The ex-governor also signed legal language that, if it remains in place, will further unbalance Illinois’ already unbalanced budget by imposing new mandates on State vendors and subcontractors.  Final acts taken by the departing chief executive included signing the new State law governing the licensure and operation of ride-sharing firms such as Uber and Lyft. A summary of Quinn’s final acts in office was published by the Chicago Tribune.

Quinn – Criminal Law
Controversial pardons and commutations issued by Quinn.  In a bundle of “midnight pardons” issued during his final hours as governor of Illinois, former chief executive Pat Quinn sparked additional criticism of his decisions.  One of his clemency decisions, a legal paper to cut in half the 40-year prison term being served by Tammy Englerth, drew biting words from a principal prosecutor involved in the case.  Madison County State’s Attorney Tom Gibbons, a member of the same political party as the former Governor, called the clemency move “mind-numbing.”  The Associated Press and its partner, the Belleville News-Democrat, have the story.

Under the Quinn commutation, Englerth – who pleaded guilty to murder in a case that involved the dousing of her sleeping husband with gasoline – will be eligible for parole in 2025.  Other controversial moves made by the departing governor included commutation for a man who wounded several Chicago police officers during a shootout.  Article V, Section 12 of the Illinois Constitution grants wide powers to governors of Illinois, including lame-duck Governors, to issue pardons and commutations.

Rep. Wayne Rosenthal
Rauner looks Downstate for key DNR hire.  The Illinois Department of Natural Resources (DNR) is the State agency that oversees Illinois fishing licenses and hunting licenses; it watches over most state parks, fish and wildlife areas, and natural areas.  The Department also oversees Illinois coal mining and fossil-fuel drilling, including fracking for crude oil and natural gas.

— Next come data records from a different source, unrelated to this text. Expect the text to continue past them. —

use crate::core::constants::{SVG_MARKER_IMAGE_SIZE, SVG_PIN_RADIUS};
use crate::core::geo::{LatLng, Point};
use crate::registry::point::PointOfInterest;
use crate::registry::store::PointRegistry;

/// A pin on the static campus canvas, in canvas coordinates
#[derive(Debug, Clone, PartialEq)]
pub struct SvgMarker {
    pub id: String,
    pub x: f64,
    pub y: f64,
    pub title: String,
    pub description: Option<String>,
    pub address: Option<String>,
    pub image: Option<String>,
    /// Shipped with the canvas; cannot be deleted
    pub built_in: bool,
}

impl SvgMarker {
    pub fn position(&self) -> Point {
        Point::new(self.x, self.y)
    }

    /// Canvas rectangle of the image drawn above the pin
    pub fn image_bounds(&self) -> Option<(Point, Point)> {
        self.image.as_ref()?;
        let half = SVG_MARKER_IMAGE_SIZE / 2.0;
        let top = self.y - SVG_MARKER_IMAGE_SIZE - 10.0;
        Some((
            Point::new(self.x - half, top),
            Point::new(self.x + half, top + SVG_MARKER_IMAGE_SIZE),
        ))
    }

    fn contains(&self, point: &Point) -> bool {
        if self.position().distance_to(point) <= SVG_PIN_RADIUS {
            return true;
        }
        self.image_bounds()
            .is_some_and(|(min, max)| point.x >= min.x && point.x <= max.x && point.y >= min.y && point.y <= max.y)
    }

    /// Drawer record: the registry entry with the same ID supplies the
    /// article, gallery and links; the marker supplies what it shows
    pub fn to_point(&self, registry: &PointRegistry) -> PointOfInterest {
        let mut point = registry
            .get(&self.id)
            .cloned()
            .unwrap_or_else(|| PointOfInterest::new(self.id.clone(), self.title.clone(), LatLng::new(0.0, 0.0)));
        point.title = self.title.clone();
        point.description = self.description.clone().or(point.description);
        point.address = self.address.clone().or(point.address);
        point.image = self.image.clone().or(point.image);
        point
    }
}

/// Markers of the SVG viewer plus the click-to-add mode
#[derive(Debug, Clone, Default)]
pub struct SvgMarkerBoard {
    markers: Vec<SvgMarker>,
    adding: bool,
    next_id: u64,
}

impl SvgMarkerBoard {
    pub fn new(markers: Vec<SvgMarker>) -> Self {
        Self {
            markers,
            adding: false,
            next_id: 1,
        }
    }

    /// The three campus buildings drawn on the canvas
    pub fn campus() -> Self {
        let building = |id: &str, x: f64, y: f64, title: &str, description: &str, address: &str, image: &str| SvgMarker {
            id: id.into(),
            x,
            y,
            title: title.into(),
            description: Some(description.into()),
            address: Some(address.into()),
            image: Some(image.into()),
            built_in: true,
        };
        Self::new(vec![
            building(
                "4",
                1330.0,
                880.0,
                "University rectorate",
                "Main teaching building of the university",
                "Universytetska St, Uzhhorod",
                "rectorat.svg",
            ),
            building(
                "5",
                1400.0,
                670.0,
                "University, Bam campus",
                "University building on Akademika Miroslava Blvd",
                "Akademika Miroslava Blvd, Uzhhorod",
                "bam.svg",
            ),
            building(
                "6",
                1650.0,
                1000.0,
                "Faculty of Physics",
                "Physics and mathematics faculty",
                "Pidhirna St, Uzhhorod",
                "fizfac.svg",
            ),
        ])
    }

    pub fn markers(&self) -> &[SvgMarker] {
        &self.markers
    }

    pub fn get(&self, id: &str) -> Option<&SvgMarker> {
        self.markers.iter().find(|m| m.id == id)
    }

    pub fn len(&self) -> usize {
        self.markers.len()
    }

    pub fn is_empty(&self) -> bool {
        self.markers.is_empty()
    }

    pub fn is_adding(&self) -> bool {
        self.adding
    }

    pub fn start_adding(&mut self) {
        self.adding = true;
    }

    pub fn cancel_adding(&mut self) {
        self.adding = false;
    }

    /// In add mode, places a marker at `position` and leaves the mode
    pub fn place(&mut self, position: Point) -> Option<&SvgMarker> {
        if !self.adding {
            return None;
        }
        self.adding = false;

        let mut id = format!("marker-{}", self.next_id);
        while self.get(&id).is_some() {
            self.next_id += 1;
            id = format!("marker-{}", self.next_id);
        }
        self.next_id += 1;

        self.markers.push(SvgMarker {
            id,
            x: position.x,
            y: position.y,
            title: format!("Marker {}", self.markers.len() + 1),
            description: Some("New marker on the map".into()),
            address: Some("Uzhhorod".into()),
            image: None,
            built_in: false,
        });
        log::debug!("placed marker at {:.1}, {:.1}", position.x, position.y);
        self.markers.last()
    }

    /// Removes a user-added marker; built-in markers stay
    pub fn delete(&mut self, id: &str) -> bool {
        match self.markers.iter().position(|m| m.id == id) {
            Some(index) if !self.markers[index].built_in => {
                self.markers.remove(index);
                true
            }
            Some(_) => {
                log::warn!("marker {} is built in and cannot be deleted", id);
                false
            }
            None => false,
        }
    }

    /// Topmost marker whose pin or image covers a canvas position
    pub fn hit_test(&self, position: &Point) -> Option<&SvgMarker> {
        self.markers.iter().rev().find(|m| m.contains(position))
    }
}

#[cfg(test)]
mod tests {
    use super::*;

    #[test]
    fn test_add_mode_places_one_marker() {
        let mut board = SvgMarkerBoard::campus();
        assert!(board.place(Point::new(10.0, 10.0)).is_none());

        board.start_adding();
        let placed = board.place(Point::new(500.0, 400.0)).unwrap();
        assert_eq!(placed.title, "Marker 4");
        assert!(!placed.built_in);
        assert!(!board.is_adding());
        assert_eq!(board.len(), 4);
    }

    #[test]
    fn test_cancel_adding() {
        let mut board = SvgMarkerBoard::campus();
        board.start_adding();
        board.cancel_adding();
        assert!(board.place(Point::new(1.0, 1.0)).is_none());
        assert_eq!(board.len(), 3);
    }

    #[test]
    fn test_only_user_markers_are_deleted() {
        let mut board = SvgMarkerBoard::campus();
        assert!(!board.delete("4"));

        board.start_adding();
        let id = board.place(Point::new(5.0, 5.0)).unwrap().id.clone();
        assert!(board.delete(&id));
        assert!(!board.delete(&id));
        assert_eq!(board.len(), 3);
    }

    #[test]
    fn test_hit_test_covers_pin_and_image() {
        let board = SvgMarkerBoard::campus();
        assert_eq!(board.hit_test(&Point::new(1333.0, 884.0)).unwrap().id, "4");
        // image sits above the pin
        assert_eq!(board.hit_test(&Point::new(1330.0, 840.0)).unwrap().id, "4");
        assert!(board.hit_test(&Point::new(100.0, 100.0)).is_none());
    }

    #[test]
    fn test_to_point_merges_registry_record() {
        let mut record = PointOfInterest::new("4", "Rectorate", LatLng::new(48.62, 22.29));
        record.article = true;
        record.gallery = vec!["a.jpg".into()];
        let registry = PointRegistry::from_points(vec![record]);

        let board = SvgMarkerBoard::campus();
        let point = board.get("4").unwrap().to_point(&registry);
        assert_eq!(point.title, "University rectorate");
        assert!(point.has_content());
        assert_eq!(point.gallery.len(), 1);

        let orphan = board.get("6").unwrap().to_point(&registry);
        assert!(!orphan.has_content());
    }
}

Representative Wayne Rosenthal (R-Morrisonville) has been picked by Governor Rauner to be DNR’s new director.  News of the appointment became public on Thursday, January 15.  The Montgomery County-based Journal News has the story of the new path taken by their area’s hometown lawmaker.

A veteran U.S. fighter pilot with the Illinois Air National Guard, Rosenthal has served in the House of Representatives as a working farmer and advocate for Illinois hunters and sportsmen.  Rosenthal is expected to leave the Illinois House on Monday, January 19.  State law provides for the prompt appointment by local leaders of a replacement lawmaker for the 95th House District, which includes all of Montgomery County and portions of Christian, Macoupin and Madison counties.

Sunshine in State Government
New Rauner executive order calls for increased transparency.  Under current law, a small number of high-level positions in State government are exempt from civil service protection.  Designated as positions essential to the making and shaping of public policy, these are the positions within State government hired by the Governor and his leadership team.  On Thursday, January 15, Governor Rauner filed a new executive order pledging transparency in all of these hires.

Under Executive Order 15-10, all of these policy hires will be published on the existing Illinois Transparency and Accountability Portal.  They will be sorted by name of employee, name of employing agency, division within the employing agency, and the job title for which the person was hired.

The Rauner executive order was described as a response to a recent scandal involving the Illinois Department of Transportation (IDOT).  The Better Government Association (BGA), a private-sector organization, studied IDOT hiring in 2013.  The BGA investigators found widespread use of a legal loophole to evade civil-service laws and rules during the Quinn administration years.  The study found that an unknown number of IDOT positions had been classified as executive-level, policymaking positions and exempted from civil service.  Questions of possible patronage hiring, raised by the BGA investigation, helped lead to the departure of the Secretary of Transportation in the middle of the 2014 election season.